Their metal container shielded them from the wind, at least.  There was really no other option left but to wait it out.  If it didn't leave, they could pick it off from this vantage point.  But with night about to fall, it was better to just hole up and take a breather.  Lily eased the door back down and used the light on her Pip-Boy to check every corner of their shelter for loot.  She worked aside a stack of crates where two sleeping bags had been stowed.  Looked like they wouldn't freeze to death after all.

She tossed one to him, plopping down on the freezing metal.  He could feel the cold seep through his clothes, through the threadbare sleeping bag.  She still watched the door, listening and alert.  A few long minutes passed in silence.

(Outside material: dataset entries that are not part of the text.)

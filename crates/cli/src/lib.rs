// crates/cli/src/lib.rs
#![allow(clippy::multiple_crate_versions)]

pub mod args;
pub mod config;
pub mod error;
pub mod options;
pub mod presentation;

pub const VERSION: &str = env!("CARGO_PKG_VERSION");
// bases/adjust_batch/src/main.rs
mod app;
mod args;
mod output;
mod picker;

use app::App;
use args::Args;
use clap::Parser;
use color_eyre::Result;

fn main() -> Result<()> {
    color_eyre::install()?;

    let args = Args::parse();

    let default_filter = if args.verbose {
        "adjust_batch=debug,adjust_cache=debug,batch_config=debug,pcm_transform=debug"
    } else {
        "adjust_batch=info,adjust_cache=warn,batch_config=warn"
    };
    tracing_subscriber::fmt()
        .with_env_filter(
            tracing_subscriber::EnvFilter::try_from_default_env()
                .unwrap_or_else(|_| default_filter.into()),
        )
        .init();

    let app = App::new(args);

    if let Err(error) = app.run() {
        app.print_error(&error);
        std::process::exit(1);
    }
    Ok(())
}
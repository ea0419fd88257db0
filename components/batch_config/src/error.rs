use std::path::PathBuf;
use thiserror::Error;

#[derive(Error, Debug)]
pub enum ConfigError {
    #[error("failed to read config {path}")]
    Read {
        path: PathBuf,
        #[source]
        source: std::io::Error,
    },

    #[error("invalid config {path}")]
    Parse {
        path: PathBuf,
        #[source]
        source: serde_json::Error,
    },

    #[error("failed to list config directory {path}")]
    ConfigDir {
        path: PathBuf,
        #[source]
        source: std::io::Error,
    },

    #[error("no factor or db specified for {0}")]
    MissingGainSpec(PathBuf),
}
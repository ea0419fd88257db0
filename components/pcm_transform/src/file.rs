use crate::error::TransformError;
use crate::track::{ClipStats, PcmTrack};
use std::path::Path;

/// Read `input`, scale its samples by `factor` and overwrite `output`.
pub fn adjust_file(
    input: impl AsRef<Path>,
    output: impl AsRef<Path>,
    factor: f64,
) -> Result<ClipStats, TransformError> {
    let input = input.as_ref();
    let output = output.as_ref();

    let buffer = std::fs::read(input).map_err(|e| TransformError::io(input, e))?;
    let mut track = PcmTrack::decode(&buffer)?;
    let stats = track.apply_gain(factor);

    tracing::debug!(
        "{}: {} samples, loop point {}, {} clipped",
        input.display(),
        stats.total,
        track.header.loop_point(),
        stats.clipped
    );

    std::fs::write(output, track.encode()).map_err(|e| TransformError::io(output, e))?;
    Ok(stats)
}
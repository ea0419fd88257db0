// bases/adjust_batch/src/picker.rs
use std::io::{self, BufRead, Write};
use std::path::PathBuf;

/// Ask the user to choose one of `configs` by number.
///
/// `0` or end of input means exit and returns `None`. Anything other than a
/// bare number in range re-prompts, including surrounding whitespace.
pub fn pick_config(
    configs: &[PathBuf],
    mut input: impl BufRead,
    mut out: impl Write,
) -> io::Result<Option<PathBuf>> {
    writeln!(out, "Select a JSON configuration file to use:")?;
    writeln!(out, "  0: Exit")?;
    for (i, config) in configs.iter().enumerate() {
        let name = config
            .file_name()
            .map(|n| n.to_string_lossy())
            .unwrap_or_default();
        writeln!(out, "  {}: {}", i + 1, name)?;
    }

    loop {
        write!(out, "Enter the number of the file to use: ")?;
        out.flush()?;

        let mut line = String::new();
        if input.read_line(&mut line)? == 0 {
            return Ok(None);
        }

        match parse_choice(&line) {
            Some(0) => return Ok(None),
            Some(idx) if idx <= configs.len() => return Ok(Some(configs[idx - 1].clone())),
            _ => writeln!(out, "Invalid choice. Try again.")?,
        }
    }
}

fn parse_choice(line: &str) -> Option<usize> {
    let answer = line.trim_end_matches(['\r', '\n']);
    if answer.is_empty() || !answer.bytes().all(|b| b.is_ascii_digit()) {
        return None;
    }
    answer.parse().ok()
}

#[cfg(test)]
mod tests {
    use super::*;
    use rstest::rstest;
    use std::io::Cursor;

    fn configs() -> Vec<PathBuf> {
        vec![
            PathBuf::from("config/metroid.json"),
            PathBuf::from("config/zelda.json"),
        ]
    }

    fn pick(answers: &str) -> (Option<PathBuf>, String) {
        let mut out = Vec::new();
        let picked = pick_config(&configs(), Cursor::new(answers.to_string()), &mut out).unwrap();
        (picked, String::from_utf8(out).unwrap())
    }

    #[test]
    fn lists_configs_by_name() {
        let (_, out) = pick("0\n");
        assert!(out.contains("  0: Exit"));
        assert!(out.contains("  1: metroid.json"));
        assert!(out.contains("  2: zelda.json"));
    }

    #[rstest]
    #[case("1\n", Some("config/metroid.json"))]
    #[case("2\r\n", Some("config/zelda.json"))]
    #[case("0\n", None)]
    #[case("", None)]
    fn picks_by_number(#[case] typed: &str, #[case] expected: Option<&str>) {
        let (picked, _) = pick(typed);
        assert_eq!(picked, expected.map(PathBuf::from));
    }

    #[test]
    fn reprompts_until_valid() {
        let (picked, out) = pick("abc\n7\n-1\n 2 \n+1\n\n2\n");
        assert_eq!(picked, Some(PathBuf::from("config/zelda.json")));
        assert_eq!(out.matches("Invalid choice. Try again.").count(), 6);
    }
}
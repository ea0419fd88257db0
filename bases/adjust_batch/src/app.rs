// bases/adjust_batch/src/app.rs
use crate::args::Args;
use crate::output::OutputHandler;
use crate::picker::pick_config;
use adjust_cache::{run_batch_with, BatchReport, MetadataStore};
use batch_config::{discover_configs, BatchConfig};
use color_eyre::eyre::{bail, WrapErr};
use color_eyre::Result;
use std::path::PathBuf;

pub struct App {
    args: Args,
    output: OutputHandler,
}

impl App {
    pub fn new(args: Args) -> Self {
        let output = OutputHandler::new(args.verbose);
        Self { args, output }
    }

    /// Run the selected batch. `Ok(None)` means nothing was run.
    pub fn run(&self) -> Result<Option<BatchReport>> {
        let Some(config_path) = self.select_config()? else {
            self.output.print_exit();
            return Ok(None);
        };

        let config = BatchConfig::load(&config_path)?;
        if config.files.is_empty() {
            self.output.print_no_files();
            return Ok(None);
        }

        std::fs::create_dir_all(&config.output_dir).wrap_err_with(|| {
            format!(
                "failed to create output directory {}",
                config.output_dir.display()
            )
        })?;

        let metadata_path = config
            .metadata_mode
            .resolve(&self.args.metadata_root, &config_path);
        let mut store = MetadataStore::load(&metadata_path)?;
        tracing::debug!(
            "Loaded {} metadata records from {}",
            store.len(),
            metadata_path.display()
        );

        self.output
            .print_batch_start(config.files.len(), &metadata_path);
        let report = run_batch_with(&config, &mut store, |entry| self.output.print_entry(entry))?;
        self.output.print_summary(&report);

        Ok(Some(report))
    }

    fn select_config(&self) -> Result<Option<PathBuf>> {
        if let Some(path) = &self.args.config {
            if !path.is_file() {
                bail!("Config file not found: {}", path.display());
            }
            return Ok(Some(path.clone()));
        }

        let dir = &self.args.config_dir;
        if !dir.is_dir() {
            bail!(
                "No config folder found at {}. Please create it and add your JSON files.",
                dir.display()
            );
        }

        let configs = discover_configs(dir)?;
        if configs.is_empty() {
            self.output.print_no_configs(dir);
            return Ok(None);
        }

        let stdin = std::io::stdin();
        Ok(pick_config(&configs, stdin.lock(), std::io::stdout())?)
    }

    pub fn print_error(&self, error: &color_eyre::Report) {
        self.output.print_error(error);
    }
}
// bases/adjust_pcm/src/main.rs
mod args;

use args::Args;
use clap::Parser;
use color_eyre::eyre::{eyre, WrapErr};
use color_eyre::Result;
use pcm_primitives::Gain;
use pcm_transform::adjust_file;

fn main() -> Result<()> {
    color_eyre::install()?;

    let args = Args::parse();

    let default_filter = if args.verbose {
        "adjust_pcm=debug,pcm_transform=debug"
    } else {
        "adjust_pcm=info,pcm_transform=info"
    };
    tracing_subscriber::fmt()
        .with_env_filter(
            tracing_subscriber::EnvFilter::try_from_default_env()
                .unwrap_or_else(|_| default_filter.into()),
        )
        .init();

    let spec = args
        .gain_spec()
        .ok_or_else(|| eyre!("specify a factor or --db <value>"))?;
    let gain = Gain::try_from(spec)?;
    tracing::debug!("Resolved gain: {}", gain);

    let stats = adjust_file(&args.input, &args.output, gain.factor())
        .wrap_err_with(|| format!("failed to adjust {}", args.input.display()))?;

    println!(
        "{} -> {} ({})",
        args.input.display(),
        args.output.display(),
        gain
    );
    if stats.clipped > 0 {
        println!("  {} of {} samples clipped", stats.clipped, stats.total);
    }

    Ok(())
}
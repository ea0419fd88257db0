use crate::error::ConfigError;
use crate::mode::MetadataMode;
use pcm_primitives::GainSpec;
use serde::Deserialize;
use std::path::{Path, PathBuf};

pub const DEFAULT_OUTPUT_DIR: &str = "./adjusted";

fn default_output_dir() -> PathBuf {
    PathBuf::from(DEFAULT_OUTPUT_DIR)
}

/// A parsed batch configuration. Unknown keys are ignored.
#[derive(Debug, Clone, PartialEq, Deserialize)]
pub struct BatchConfig {
    #[serde(default = "default_output_dir")]
    pub output_dir: PathBuf,

    #[serde(default)]
    pub metadata_mode: MetadataMode,

    #[serde(default)]
    pub files: Vec<FileEntry>,
}

/// One file to adjust. Exactly one of `factor` or `db` is expected.
#[derive(Debug, Clone, PartialEq, Deserialize)]
pub struct FileEntry {
    pub path: PathBuf,

    #[serde(default)]
    pub factor: Option<f64>,

    #[serde(default)]
    pub db: Option<f64>,
}

impl Default for BatchConfig {
    fn default() -> Self {
        Self {
            output_dir: default_output_dir(),
            metadata_mode: MetadataMode::default(),
            files: Vec::new(),
        }
    }
}

impl BatchConfig {
    pub fn load(path: impl AsRef<Path>) -> Result<Self, ConfigError> {
        let path = path.as_ref();
        let text = std::fs::read_to_string(path).map_err(|source| ConfigError::Read {
            path: path.to_path_buf(),
            source,
        })?;
        serde_json::from_str(&text).map_err(|source| ConfigError::Parse {
            path: path.to_path_buf(),
            source,
        })
    }

    /// Where the adjusted copy of `input` is written
    pub fn output_path(&self, input: &Path) -> PathBuf {
        self.output_dir.join(input.file_name().unwrap_or_default())
    }
}

impl FileEntry {
    /// The requested gain. `db` wins when both are given.
    pub fn gain_spec(&self) -> Result<GainSpec, ConfigError> {
        match (self.factor, self.db) {
            (Some(_), Some(db)) => {
                tracing::warn!(
                    "{} specifies both factor and db, using {} dB",
                    self.path.display(),
                    db
                );
                Ok(GainSpec::Db(db))
            }
            (None, Some(db)) => Ok(GainSpec::Db(db)),
            (Some(factor), None) => Ok(GainSpec::Factor(factor)),
            (None, None) => Err(ConfigError::MissingGainSpec(self.path.clone())),
        }
    }
}
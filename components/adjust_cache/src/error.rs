use pcm_primitives::GainError;
use pcm_transform::TransformError;
use std::path::PathBuf;
use thiserror::Error;

#[derive(Error, Debug)]
pub enum MetadataError {
    #[error("failed to read metadata from {path}")]
    Read {
        path: PathBuf,
        #[source]
        source: std::io::Error,
    },

    #[error("metadata at {path} is not valid")]
    Parse {
        path: PathBuf,
        #[source]
        source: serde_json::Error,
    },

    #[error("failed to write metadata to {path}")]
    Write {
        path: PathBuf,
        #[source]
        source: std::io::Error,
    },

    #[error("failed to serialize metadata: {0}")]
    Serialize(#[from] serde_json::Error),
}

/// Why a single batch entry could not be processed
#[derive(Error, Debug)]
pub enum BatchError {
    #[error("file not found: {0}")]
    FileNotFound(PathBuf),

    #[error("no factor or db specified for {0}")]
    MissingGainSpec(PathBuf),

    #[error("invalid gain: {0}")]
    InvalidGain(#[from] GainError),

    #[error("transform failed: {0}")]
    Transform(#[from] TransformError),

    #[error("io error on {path}")]
    Io {
        path: PathBuf,
        #[source]
        source: std::io::Error,
    },

    #[error("metadata error: {0}")]
    Metadata(#[from] MetadataError),
}

impl BatchError {
    pub fn io(path: impl Into<PathBuf>, source: std::io::Error) -> Self {
        BatchError::Io {
            path: path.into(),
            source,
        }
    }
}
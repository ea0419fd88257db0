//! Cached batch adjustment of PCM tracks
//!
//! Every processed input gets a [`MetadataRecord`] holding the gain applied
//! and the source modification time. An entry whose record still matches, and
//! whose output exists, is skipped on the next run.

mod controller;
mod error;
mod record;
mod store;

pub use controller::{
    apply_cached, process_entry, run_batch, run_batch_with, BatchReport, EntryReport, Outcome,
};
pub use error::{BatchError, MetadataError};
pub use record::{modified_secs, record_key, MetadataRecord};
pub use store::MetadataStore;
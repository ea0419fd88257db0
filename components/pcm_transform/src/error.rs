use std::path::PathBuf;
use thiserror::Error;

#[derive(Error, Debug)]
pub enum TransformError {
    #[error("buffer of {0} bytes is too short for the 8-byte header")]
    MissingHeader(usize),

    #[error("PCM payload of {0} bytes is not a whole number of 16-bit samples")]
    MalformedBuffer(usize),

    #[error("io error on {path}")]
    Io {
        path: PathBuf,
        #[source]
        source: std::io::Error,
    },
}

impl TransformError {
    pub fn io(path: impl Into<PathBuf>, source: std::io::Error) -> Self {
        TransformError::Io {
            path: path.into(),
            source,
        }
    }
}
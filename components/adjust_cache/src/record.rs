use pcm_primitives::Gain;
use serde::{Deserialize, Serialize};
use std::path::{Component, Path, PathBuf};
use std::time::UNIX_EPOCH;

/// What was applied to one input file, and when that file was last modified
#[derive(Debug, Clone, Copy, PartialEq, Serialize, Deserialize)]
pub struct MetadataRecord {
    pub factor: f64,
    #[serde(with = "db_or_null")]
    pub db: f64,
    pub src_mtime: f64,
}

impl MetadataRecord {
    pub fn new(gain: &Gain, src_mtime: f64) -> Self {
        Self {
            factor: gain.factor(),
            db: gain.db(),
            src_mtime,
        }
    }

    /// Same gain and an untouched source
    pub fn is_current(&self, gain: &Gain, src_mtime: f64) -> bool {
        gain.matches(self.factor, self.db) && self.src_mtime == src_mtime
    }
}

/// JSON has no `-Infinity`; silence is stored as `null`.
mod db_or_null {
    use serde::{Deserialize, Deserializer, Serializer};

    pub fn serialize<S: Serializer>(db: &f64, serializer: S) -> Result<S::Ok, S::Error> {
        if db.is_finite() {
            serializer.serialize_f64(*db)
        } else {
            serializer.serialize_none()
        }
    }

    pub fn deserialize<'de, D: Deserializer<'de>>(deserializer: D) -> Result<f64, D::Error> {
        Ok(Option::<f64>::deserialize(deserializer)?.unwrap_or(f64::NEG_INFINITY))
    }
}

/// Modification time of `path` in seconds since the Unix epoch
pub fn modified_secs(path: &Path) -> std::io::Result<f64> {
    let modified = std::fs::metadata(path)?.modified()?;
    Ok(match modified.duration_since(UNIX_EPOCH) {
        Ok(since) => since.as_secs_f64(),
        Err(before) => -before.duration().as_secs_f64(),
    })
}

/// Key under which a file's record is stored: its absolute path, with `.`
/// and `..` folded away lexically. Symlinks are not resolved.
pub fn record_key(path: &Path) -> std::io::Result<String> {
    let absolute = std::path::absolute(path)?;
    let mut normalized = PathBuf::new();
    for component in absolute.components() {
        match component {
            Component::CurDir => {}
            // `..` at the root stays at the root
            Component::ParentDir => {
                normalized.pop();
            }
            other => normalized.push(other),
        }
    }
    Ok(normalized.to_string_lossy().into_owned())
}

#[cfg(test)]
mod tests {
    use super::*;

    fn gain(factor: f64) -> Gain {
        Gain::from_factor(factor).unwrap()
    }

    #[test]
    fn current_when_nothing_changed() {
        let record = MetadataRecord::new(&gain(0.8), 1_700_000_000.25);
        assert!(record.is_current(&gain(0.8), 1_700_000_000.25));
    }

    #[test]
    fn stale_after_gain_change() {
        let record = MetadataRecord::new(&gain(0.8), 1_700_000_000.25);
        assert!(!record.is_current(&gain(0.81), 1_700_000_000.25));
    }

    #[test]
    fn stale_after_touch() {
        let record = MetadataRecord::new(&gain(0.8), 1_700_000_000.25);
        assert!(!record.is_current(&gain(0.8), 1_700_000_000.5));
    }

    #[test]
    fn silence_is_current_against_silence() {
        let record = MetadataRecord::new(&gain(0.0), 42.0);
        assert!(record.is_current(&gain(0.0), 42.0));
    }

    #[test]
    fn silence_serializes_as_null() {
        let record = MetadataRecord::new(&gain(0.0), 42.0);
        let json = serde_json::to_string(&record).unwrap();
        assert_eq!(json, r#"{"factor":0.0,"db":null,"src_mtime":42.0}"#);

        let decoded: MetadataRecord = serde_json::from_str(&json).unwrap();
        assert_eq!(decoded.db, f64::NEG_INFINITY);
    }

    #[test]
    fn reads_plain_numbers() {
        let decoded: MetadataRecord =
            serde_json::from_str(r#"{"factor": 2, "db": 6.0206, "src_mtime": 1700000000}"#).unwrap();
        assert_eq!(decoded.factor, 2.0);
        assert_eq!(decoded.src_mtime, 1_700_000_000.0);
    }

    #[test]
    fn key_is_absolute() {
        let key = record_key(Path::new("tracks/intro.pcm")).unwrap();
        assert!(Path::new(&key).is_absolute());
        assert!(key.ends_with("intro.pcm"));
    }

    #[test]
    fn key_folds_dot_segments() {
        let plain = record_key(Path::new("tracks/intro.pcm")).unwrap();
        let detour = record_key(Path::new("tracks/../tracks/./intro.pcm")).unwrap();
        assert_eq!(detour, plain);
        assert!(!plain.contains(".."));
    }

    #[cfg(unix)]
    #[test]
    fn key_stops_at_root() {
        assert_eq!(record_key(Path::new("/../tracks/../intro.pcm")).unwrap(), "/intro.pcm");
    }

    #[test]
    fn sub_second_mtime_survives_json() {
        let record = MetadataRecord::new(&gain(0.8), 1_760_000_007.654_435_9);
        let json = serde_json::to_string(&record).unwrap();
        let decoded: MetadataRecord = serde_json::from_str(&json).unwrap();
        assert_eq!(decoded.src_mtime.to_bits(), record.src_mtime.to_bits());
    }
}
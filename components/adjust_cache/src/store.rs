// components/adjust_cache/src/store.rs
use crate::error::MetadataError;
use crate::record::MetadataRecord;
use serde::Serialize;
use std::borrow::Cow;
use std::collections::BTreeMap;
use std::path::{Path, PathBuf};

/// JSON-backed map from absolute input path to [`MetadataRecord`].
///
/// There is no locking: two processes persisting the same store will
/// overwrite each other.
#[derive(Debug, Clone, PartialEq)]
pub struct MetadataStore {
    path: PathBuf,
    records: BTreeMap<String, MetadataRecord>,
}

impl MetadataStore {
    /// An empty store that will persist to `path`
    pub fn new(path: impl Into<PathBuf>) -> Self {
        Self {
            path: path.into(),
            records: BTreeMap::new(),
        }
    }

    /// Load the store at `path`. A missing file yields an empty store.
    pub fn load(path: impl Into<PathBuf>) -> Result<Self, MetadataError> {
        let path = path.into();
        if !path.is_file() {
            tracing::debug!("No metadata at {}, starting empty", path.display());
            return Ok(Self::new(path));
        }

        let text = std::fs::read_to_string(&path).map_err(|source| MetadataError::Read {
            path: path.clone(),
            source,
        })?;
        let text = legacy_infinity_to_null(&text);
        if let Cow::Owned(_) = text {
            tracing::warn!(
                "{} stores -Infinity as a bare token; reading it as silence",
                path.display()
            );
        }
        let records = serde_json::from_str(&text).map_err(|source| MetadataError::Parse {
            path: path.clone(),
            source,
        })?;

        Ok(Self { path, records })
    }

    pub fn path(&self) -> &Path {
        &self.path
    }

    pub fn get(&self, key: &str) -> Option<&MetadataRecord> {
        self.records.get(key)
    }

    pub fn upsert(&mut self, key: impl Into<String>, record: MetadataRecord) {
        self.records.insert(key.into(), record);
    }

    pub fn len(&self) -> usize {
        self.records.len()
    }

    pub fn is_empty(&self) -> bool {
        self.records.is_empty()
    }

    /// Overwrite the backing file with the current records
    pub fn persist(&self) -> Result<(), MetadataError> {
        if let Some(parent) = self.path.parent().filter(|p| !p.as_os_str().is_empty()) {
            std::fs::create_dir_all(parent).map_err(|source| MetadataError::Write {
                path: self.path.clone(),
                source,
            })?;
        }

        let mut json = Vec::new();
        let formatter = serde_json::ser::PrettyFormatter::with_indent(b"    ");
        let mut serializer = serde_json::Serializer::with_formatter(&mut json, formatter);
        self.records.serialize(&mut serializer)?;

        std::fs::write(&self.path, json).map_err(|source| MetadataError::Write {
            path: self.path.clone(),
            source,
        })
    }
}

const LEGACY_NEG_INFINITY: &str = "-Infinity";

/// Replace bare `-Infinity` tokens, which older stores used for silence, with
/// `null`. Occurrences inside strings (paths) are left alone.
fn legacy_infinity_to_null(text: &str) -> Cow<'_, str> {
    if !text.contains(LEGACY_NEG_INFINITY) {
        return Cow::Borrowed(text);
    }

    let mut out = String::with_capacity(text.len());
    let mut in_string = false;
    let mut escaped = false;
    let mut rest = text;
    let mut replaced = false;

    while let Some(c) = rest.chars().next() {
        if !in_string && rest.starts_with(LEGACY_NEG_INFINITY) {
            out.push_str("null");
            rest = &rest[LEGACY_NEG_INFINITY.len()..];
            replaced = true;
            continue;
        }
        if in_string {
            if escaped {
                escaped = false;
            } else if c == '\\' {
                escaped = true;
            } else if c == '"' {
                in_string = false;
            }
        } else if c == '"' {
            in_string = true;
        }
        out.push(c);
        rest = &rest[c.len_utf8()..];
    }

    if replaced {
        Cow::Owned(out)
    } else {
        Cow::Borrowed(text)
    }
}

They had moved past awkward quiet, too at ease in each other's presence, but as they sat in that trailer he couldn't help but watch the play of thoughts in her eyes, they way her head dipped just a fraction lower, her mouth shifting to frown, as if her thoughts were taking dark turns.  She'd been like this for days.  When she thought he wasn't looking and her smile would fall, her eyes would darken, she'd lose herself in some memory and forget to banter or snark at him.

He hated it.

"Hey," he started, not sure if _now_ was the time to broach this subject, but he was also not willing to let it continue without offering to help in whatever way he could.  Her attention flickered to him, her smile returning when their eyes met.  God, he would do anything for that smile.  "You know I'm here if you need me.  For any reason."

"Yeah, of course."

"I'm just saying.  If you want to, I don't know, share what's on your mind or vent or confide, punch something, whatever.  I'm not going anywhere."  He chucked, "Neither of us are going anywhere at the moment."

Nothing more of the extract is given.